▸ Work order
Your job is to copy the lines from the material that include "ButtonBlock".

▸ Exercise material
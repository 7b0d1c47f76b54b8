use serde::Serialize;

use crate::parsing::inline::InlineNode;

/// A page-builder block produced from shortcode markup.
///
/// Every variant serializes with a `_type` discriminator and a `_key`
/// identifier. Keys identify blocks for the renderer only; nothing in the
/// converter compares or orders by them.
#[derive(Debug, Clone, Serialize)]
#[serde(untagged)]
pub enum Node {
    Text(TextBlock),
    Image(ImageBlock),
    Button(ButtonBlock),
    Row(RowGroup),
    Columns(ColumnsBlock),
}

impl Node {
    pub fn key(&self) -> &str {
        match self {
            Node::Text(b) => &b.key,
            Node::Image(b) => &b.key,
            Node::Button(b) => &b.key,
            Node::Row(b) => &b.key,
            Node::Columns(b) => &b.key,
        }
    }

    /// The `_type` value this node serializes with.
    pub fn type_name(&self) -> &'static str {
        match self {
            Node::Text(_) => TextBlock::TYPE,
            Node::Image(_) => ImageBlock::TYPE,
            Node::Button(_) => ButtonBlock::TYPE,
            Node::Row(_) => RowGroup::TYPE,
            Node::Columns(_) => ColumnsBlock::TYPE,
        }
    }
}

#[derive(Debug, Clone, Serialize)]
#[serde(tag = "_type", rename = "textBlock")]
pub struct TextBlock {
    #[serde(rename = "_key")]
    pub key: String,
    pub text: Vec<InlineNode>,
}

impl TextBlock {
    pub const TYPE: &'static str = "textBlock";
}

#[derive(Debug, Clone, Serialize)]
#[serde(tag = "_type", rename = "image")]
pub struct ImageBlock {
    #[serde(rename = "_key")]
    pub key: String,
    /// Asset reference for the importer, e.g. `image@https://host/a.png`.
    #[serde(rename = "_sanityAsset")]
    pub asset: String,
}

impl ImageBlock {
    pub const TYPE: &'static str = "image";
}

#[derive(Debug, Clone, Serialize)]
#[serde(tag = "_type", rename = "button")]
pub struct ButtonBlock {
    #[serde(rename = "_key")]
    pub key: String,
    #[serde(rename = "buttonUrl", skip_serializing_if = "Option::is_none")]
    pub url: Option<String>,
    #[serde(rename = "buttonText", skip_serializing_if = "Option::is_none")]
    pub label: Option<String>,
}

impl ButtonBlock {
    pub const TYPE: &'static str = "button";
}

/// A row holding two or more items. Single-item rows are never wrapped.
#[derive(Debug, Clone, Serialize)]
#[serde(tag = "_type", rename = "row")]
pub struct RowGroup {
    #[serde(rename = "_key")]
    pub key: String,
    #[serde(rename = "rowItems")]
    pub items: Vec<Node>,
}

impl RowGroup {
    pub const TYPE: &'static str = "row";
}

/// One non-empty column of a multi-column section.
#[derive(Debug, Clone, Serialize)]
#[serde(tag = "_type", rename = "column")]
pub struct ColumnGroup {
    #[serde(rename = "_key")]
    pub key: String,
    #[serde(rename = "columnItems")]
    pub items: Vec<Node>,
}

impl ColumnGroup {
    pub const TYPE: &'static str = "column";
}

/// All non-empty columns of one multi-column section.
#[derive(Debug, Clone, Serialize)]
#[serde(tag = "_type", rename = "columns")]
pub struct ColumnsBlock {
    #[serde(rename = "_key")]
    pub key: String,
    pub columns: Vec<ColumnGroup>,
}

impl ColumnsBlock {
    pub const TYPE: &'static str = "columns";
}

#[cfg(test)]
mod tests {
    use super::*;
    use serde_json::json;

    #[test]
    fn button_omits_absent_fields() {
        let node = Node::Button(ButtonBlock {
            key: "k1".into(),
            url: Some("/contact".into()),
            label: None,
        });
        assert_eq!(
            serde_json::to_value(&node).unwrap(),
            json!({"_type": "button", "_key": "k1", "buttonUrl": "/contact"})
        );
    }

    #[test]
    fn image_uses_asset_field() {
        let node = Node::Image(ImageBlock {
            key: "k".into(),
            asset: "image@https://uploads/a.png".into(),
        });
        assert_eq!(
            serde_json::to_value(&node).unwrap(),
            json!({"_type": "image", "_key": "k", "_sanityAsset": "image@https://uploads/a.png"})
        );
    }

    #[test]
    fn columns_nest_tagged_column_groups() {
        let node = Node::Columns(ColumnsBlock {
            key: "c".into(),
            columns: vec![ColumnGroup {
                key: "c1".into(),
                items: vec![Node::Text(TextBlock {
                    key: "t".into(),
                    text: vec![InlineNode::plain("Hi")],
                })],
            }],
        });
        assert_eq!(
            serde_json::to_value(&node).unwrap(),
            json!({
                "_type": "columns",
                "_key": "c",
                "columns": [{
                    "_type": "column",
                    "_key": "c1",
                    "columnItems": [{
                        "_type": "textBlock",
                        "_key": "t",
                        "text": [{"_type": "span", "text": "Hi", "marks": []}]
                    }]
                }]
            })
        );
    }

    #[test]
    fn type_name_matches_serialized_tag() {
        let node = Node::Row(RowGroup {
            key: "r".into(),
            items: vec![],
        });
        let value = serde_json::to_value(&node).unwrap();
        assert_eq!(value["_type"], node.type_name());
        assert_eq!(node.key(), "r");
    }
}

▸ Exercise output
    Button(ButtonBlock),
            Node::Button(_) => ButtonBlock::TYPE,
pub struct ButtonBlock {
impl ButtonBlock {
        let node = Node::Button(ButtonBlock {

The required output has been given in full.